We have comprehensively scrutinized the effect of NaCl salt concentration (C_NaCl = 5–600 mM) and exposure temperature (T_exp = 4 and 25 °C) on the adhesion and cytotoxicity of positively charged nanoparticles (NPs) of 100-nm diameter toward two yeast strains (Saccharomyces cerevisiae and Schizosaccharomyces pombe) during exposure of t_exp = 0.5–24 h. On the short-time exposure toward S. cerevisiae at T_exp = 25 °C, the number of the NPs adhered to a yeast cell (N_adh) monotonically decreased with C_NaCl to become negligibly small at C_NaCl ≥ 150 mM. The greater value of N_adh resulted in the higher cell mortality.
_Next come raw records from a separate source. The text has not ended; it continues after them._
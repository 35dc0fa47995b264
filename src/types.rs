//! Explicit target-type descriptors.
//!
//! A [`TypeDescriptor`] stands in for runtime reflection: it names the target
//! type the way messages print it (`[]string`, `map[string]int`, ...) and
//! records the shape the decoder checks nodes against.

use std::collections::HashMap;

use serde::{Deserialize, Serialize};

use crate::error::ShapeDefect;
use crate::node::NodeKind;

#[derive(Debug, Clone, PartialEq, Eq, Serialize, Deserialize)]
/// Named target type.
pub struct TypeDescriptor {
    name: String,
    shape: Shape,
}

#[derive(Debug, Clone, PartialEq, Eq, Serialize, Deserialize)]
#[serde(tag = "kind", rename_all = "snake_case")]
/// What a target type accepts.
pub enum Shape {
    /// Accepts any node; the equivalent of an untyped `interface {}` target.
    Any,
    Bool,
    Int,
    Uint,
    Float,
    String,
    Sequence {
        element: Box<TypeDescriptor>,
    },
    Map {
        key: Box<TypeDescriptor>,
        value: Box<TypeDescriptor>,
    },
    Struct {
        fields: Vec<FieldDescriptor>,
    },
}

#[derive(Debug, Clone, PartialEq, Eq, Serialize, Deserialize)]
/// Single struct field.
pub struct FieldDescriptor {
    /// Document key bound to this field.
    pub key: String,
    #[serde(rename = "type")]
    pub ty: TypeDescriptor,
    /// Extra document keys that bind the same field.
    #[serde(default, skip_serializing_if = "Vec::is_empty")]
    pub aliases: Vec<String>,
    /// Flattens the fields of a struct-typed field into the parent.
    #[serde(default, skip_serializing_if = "std::ops::Not::not")]
    pub inline: bool,
}

impl FieldDescriptor {
    pub fn new(key: impl Into<String>, ty: TypeDescriptor) -> Self {
        Self {
            key: key.into(),
            ty,
            aliases: Vec::new(),
            inline: false,
        }
    }

    /// Inline field; `key` only names the field in shape errors.
    pub fn inline(key: impl Into<String>, ty: TypeDescriptor) -> Self {
        Self {
            inline: true,
            ..Self::new(key, ty)
        }
    }

    pub fn with_alias(mut self, alias: impl Into<String>) -> Self {
        self.aliases.push(alias.into());
        self
    }
}

impl TypeDescriptor {
    pub fn new(name: impl Into<String>, shape: Shape) -> Self {
        Self {
            name: name.into(),
            shape,
        }
    }

    pub fn any() -> Self {
        Self::new("interface {}", Shape::Any)
    }

    pub fn bool() -> Self {
        Self::new("bool", Shape::Bool)
    }

    pub fn int() -> Self {
        Self::new("int", Shape::Int)
    }

    pub fn uint() -> Self {
        Self::new("uint", Shape::Uint)
    }

    pub fn float() -> Self {
        Self::new("float64", Shape::Float)
    }

    pub fn string() -> Self {
        Self::new("string", Shape::String)
    }

    pub fn sequence(element: TypeDescriptor) -> Self {
        Self::new(
            format!("[]{}", element.name),
            Shape::Sequence {
                element: Box::new(element),
            },
        )
    }

    pub fn map(key: TypeDescriptor, value: TypeDescriptor) -> Self {
        Self::new(
            format!("map[{}]{}", key.name, value.name),
            Shape::Map {
                key: Box::new(key),
                value: Box::new(value),
            },
        )
    }

    pub fn structure(name: impl Into<String>, fields: Vec<FieldDescriptor>) -> Self {
        Self::new(name, Shape::Struct { fields })
    }

    pub fn name(&self) -> &str {
        &self.name
    }

    pub fn shape(&self) -> &Shape {
        &self.shape
    }

    /// Node kind a document must use to fill this type.
    pub fn expected_kind(&self) -> NodeKind {
        match self.shape {
            Shape::Sequence { .. } => NodeKind::Sequence,
            Shape::Map { .. } | Shape::Struct { .. } => NodeKind::Mapping,
            _ => NodeKind::Scalar,
        }
    }

    /// Short hint of the value form a document author should write.
    pub fn primitive_hint(&self) -> &'static str {
        match self.shape {
            Shape::Struct { .. } | Shape::Map { .. } => "key:value",
            Shape::Sequence { .. } => "[]value",
            Shape::Int => "int",
            Shape::Uint => "uint",
            Shape::Float => "float",
            Shape::String => "string",
            Shape::Bool => "bool",
            Shape::Any => "any",
        }
    }

    /// Resolves the document keys of a struct type, flattening inline
    /// fields. Non-struct types have an empty layout.
    pub fn layout(&self) -> Result<StructLayout<'_>, ShapeDefect> {
        let mut layout = StructLayout::default();
        if let Shape::Struct { fields } = &self.shape {
            layout.collect(&self.name, fields)?;
        }
        Ok(layout)
    }
}

/// Field slot resolved from a document key.
#[derive(Debug, Clone, Copy, PartialEq, Eq)]
pub struct FieldSlot<'a> {
    /// Unique per field within one layout.
    pub id: usize,
    /// Canonical key the decoded value is stored under.
    pub key: &'a str,
    pub ty: &'a TypeDescriptor,
}

/// Key lookup table for one struct type.
#[derive(Debug, Clone, Default)]
pub struct StructLayout<'a> {
    slots: HashMap<&'a str, FieldSlot<'a>>,
    fields: usize,
}

impl<'a> StructLayout<'a> {
    fn collect(
        &mut self,
        type_name: &str,
        fields: &'a [FieldDescriptor],
    ) -> Result<(), ShapeDefect> {
        for field in fields {
            if field.inline {
                let Shape::Struct { fields: nested } = &field.ty.shape else {
                    return Err(ShapeDefect::InlineNotStruct {
                        field: field.key.clone(),
                        type_name: type_name.to_string(),
                    });
                };
                self.collect(type_name, nested)?;
                continue;
            }

            let slot = FieldSlot {
                id: self.fields,
                key: &field.key,
                ty: &field.ty,
            };
            self.fields += 1;
            for key in std::iter::once(&field.key).chain(&field.aliases) {
                if self.slots.insert(key, slot).is_some() {
                    return Err(ShapeDefect::DuplicatedKey {
                        key: key.clone(),
                        type_name: type_name.to_string(),
                    });
                }
            }
        }
        Ok(())
    }

    pub fn lookup(&self, key: &str) -> Option<FieldSlot<'a>> {
        self.slots.get(key).copied()
    }

    /// Number of distinct fields, not counting aliases.
    pub fn field_count(&self) -> usize {
        self.fields
    }
}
Similar results were obtained for S. pombe at C_NaCl = 5–100 mM. Interestingly, N_adh for S. pombe increased with C_NaCl (=100 to 600 mM), where the cells considerably covered with the NPs showed relatively low mortalities during the short-time exposure. The favorable NaCl concentration was found as C*_NaCl = 150 and 100 mM for S. cerevisiae and S. pombe, respectively, to survive in the aqueous suspensions of positively charged NPs during 24 h. The lower-temperature exposure (T_exp = 4 °C) for each exposure duration caused the significantly decreasing mortality of every yeast strain at the NaCl concentrations around C*_NaCl.